- YOUR INSTRUCTIONS
Reproduce the listing below in its entirety. Change nothing.

- DATA LISTING
|---|

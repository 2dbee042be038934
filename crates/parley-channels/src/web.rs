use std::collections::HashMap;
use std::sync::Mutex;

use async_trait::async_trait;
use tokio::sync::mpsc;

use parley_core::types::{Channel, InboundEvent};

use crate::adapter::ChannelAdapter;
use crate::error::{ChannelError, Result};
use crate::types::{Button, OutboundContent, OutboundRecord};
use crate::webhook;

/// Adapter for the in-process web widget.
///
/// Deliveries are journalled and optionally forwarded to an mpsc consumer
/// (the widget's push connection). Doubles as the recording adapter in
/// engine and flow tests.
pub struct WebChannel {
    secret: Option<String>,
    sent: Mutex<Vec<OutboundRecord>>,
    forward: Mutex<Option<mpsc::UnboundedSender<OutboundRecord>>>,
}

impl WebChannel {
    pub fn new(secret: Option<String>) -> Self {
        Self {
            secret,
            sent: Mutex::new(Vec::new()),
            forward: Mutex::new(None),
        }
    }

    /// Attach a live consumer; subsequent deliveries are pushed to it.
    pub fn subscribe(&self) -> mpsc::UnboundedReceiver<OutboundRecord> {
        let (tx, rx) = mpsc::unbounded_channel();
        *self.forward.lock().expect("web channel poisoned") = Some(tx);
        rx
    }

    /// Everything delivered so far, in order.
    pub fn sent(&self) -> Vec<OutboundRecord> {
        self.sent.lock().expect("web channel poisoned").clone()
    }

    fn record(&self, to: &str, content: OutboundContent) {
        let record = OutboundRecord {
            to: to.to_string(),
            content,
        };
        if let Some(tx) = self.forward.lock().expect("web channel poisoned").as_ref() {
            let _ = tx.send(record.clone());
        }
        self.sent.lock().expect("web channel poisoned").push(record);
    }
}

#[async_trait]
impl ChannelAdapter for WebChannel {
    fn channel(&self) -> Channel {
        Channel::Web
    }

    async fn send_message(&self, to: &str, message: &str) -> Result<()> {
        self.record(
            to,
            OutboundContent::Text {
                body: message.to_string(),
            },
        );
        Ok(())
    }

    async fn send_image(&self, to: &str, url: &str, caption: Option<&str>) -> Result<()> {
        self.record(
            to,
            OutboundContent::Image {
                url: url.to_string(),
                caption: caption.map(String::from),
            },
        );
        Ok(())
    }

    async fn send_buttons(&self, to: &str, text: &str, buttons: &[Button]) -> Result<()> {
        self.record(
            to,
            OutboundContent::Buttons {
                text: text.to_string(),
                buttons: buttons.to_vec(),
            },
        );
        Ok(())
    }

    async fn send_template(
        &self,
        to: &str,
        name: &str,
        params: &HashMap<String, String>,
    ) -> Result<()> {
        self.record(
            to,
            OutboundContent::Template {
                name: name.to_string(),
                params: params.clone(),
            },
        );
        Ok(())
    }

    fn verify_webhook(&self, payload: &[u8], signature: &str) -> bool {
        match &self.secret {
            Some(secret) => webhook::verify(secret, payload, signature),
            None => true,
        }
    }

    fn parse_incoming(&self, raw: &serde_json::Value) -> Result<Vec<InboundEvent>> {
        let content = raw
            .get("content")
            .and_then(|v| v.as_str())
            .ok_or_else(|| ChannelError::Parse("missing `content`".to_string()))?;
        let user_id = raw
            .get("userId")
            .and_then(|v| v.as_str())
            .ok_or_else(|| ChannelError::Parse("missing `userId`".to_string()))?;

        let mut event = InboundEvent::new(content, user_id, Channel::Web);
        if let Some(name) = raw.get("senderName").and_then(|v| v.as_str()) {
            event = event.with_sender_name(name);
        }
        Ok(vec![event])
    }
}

|---|

- RESPONSE BOX
repository 2dbee042be038934
filename crates/parley-channels/src/web.rs
use std::collections::HashMap;
use std::sync::Mutex;

use async_trait::async_trait;
use tokio::sync::mpsc;

use parley_core::types::{Channel, InboundEvent};

use crate::adapter::ChannelAdapter;
use crate::error::{ChannelError, Result};
use crate::types::{Button, OutboundContent, OutboundRecord};
use crate::webhook;

/// Adapter for the in-process web widget.
///
/// Deliveries are journalled and optionally forwarded to an mpsc consumer
/// (the widget's push connection). Doubles as the recording adapter in
/// engine and flow tests.
pub struct WebChannel {
    secret: Option<String>,
    sent: Mutex<Vec<OutboundRecord>>,
    forward: Mutex<Option<mpsc::UnboundedSender<OutboundRecord>>>,
}

impl WebChannel {
    pub fn new(secret: Option<String>) -> Self {
        Self {
            secret,
            sent: Mutex::new(Vec::new()),
            forward: Mutex::new(None),
        }
    }

    /// Attach a live consumer; subsequent deliveries are pushed to it.
    pub fn subscribe(&self) -> mpsc::UnboundedReceiver<OutboundRecord> {
        let (tx, rx) = mpsc::unbounded_channel();
        *self.forward.lock().expect("web channel poisoned") = Some(tx);
        rx
    }

    /// Everything delivered so far, in order.
    pub fn sent(&self) -> Vec<OutboundRecord> {
        self.sent.lock().expect("web channel poisoned").clone()
    }

    fn record(&self, to: &str, content: OutboundContent) {
        let record = OutboundRecord {
            to: to.to_string(),
            content,
        };
        if let Some(tx) = self.forward.lock().expect("web channel poisoned").as_ref() {
            let _ = tx.send(record.clone());
        }
        self.sent.lock().expect("web channel poisoned").push(record);
    }
}

#[async_trait]
impl ChannelAdapter for WebChannel {
    fn channel(&self) -> Channel {
        Channel::Web
    }

    async fn send_message(&self, to: &str, message: &str) -> Result<()> {
        self.record(
            to,
            OutboundContent::Text {
                body: message.to_string(),
            },
        );
        Ok(())
    }

    async fn send_image(&self, to: &str, url: &str, caption: Option<&str>) -> Result<()> {
        self.record(
            to,
            OutboundContent::Image {
                url: url.to_string(),
                caption: caption.map(String::from),
            },
        );
        Ok(())
    }

    async fn send_buttons(&self, to: &str, text: &str, buttons: &[Button]) -> Result<()> {
        self.record(
            to,
            OutboundContent::Buttons {
                text: text.to_string(),
                buttons: buttons.to_vec(),
            },
        );
        Ok(())
    }

    async fn send_template(
        &self,
        to: &str,
        name: &str,
        params: &HashMap<String, String>,
    ) -> Result<()> {
        self.record(
            to,
            OutboundContent::Template {
                name: name.to_string(),
                params: params.clone(),
            },
        );
        Ok(())
    }

    fn verify_webhook(&self, payload: &[u8], signature: &str) -> bool {
        match &self.secret {
            Some(secret) => webhook::verify(secret, payload, signature),
            None => true,
        }
    }

    fn parse_incoming(&self, raw: &serde_json::Value) -> Result<Vec<InboundEvent>> {
        let content = raw
            .get("content")
            .and_then(|v| v.as_str())
            .ok_or_else(|| ChannelError::Parse("missing `content`".to_string()))?;
        let user_id = raw
            .get("userId")
            .and_then(|v| v.as_str())
            .ok_or_else(|| ChannelError::Parse("missing `userId`".to_string()))?;

        let mut event = InboundEvent::new(content, user_id, Channel::Web);
        if let Some(name) = raw.get("senderName").and_then(|v| v.as_str()) {
            event = event.with_sender_name(name);
        }
        Ok(vec![event])
    }
}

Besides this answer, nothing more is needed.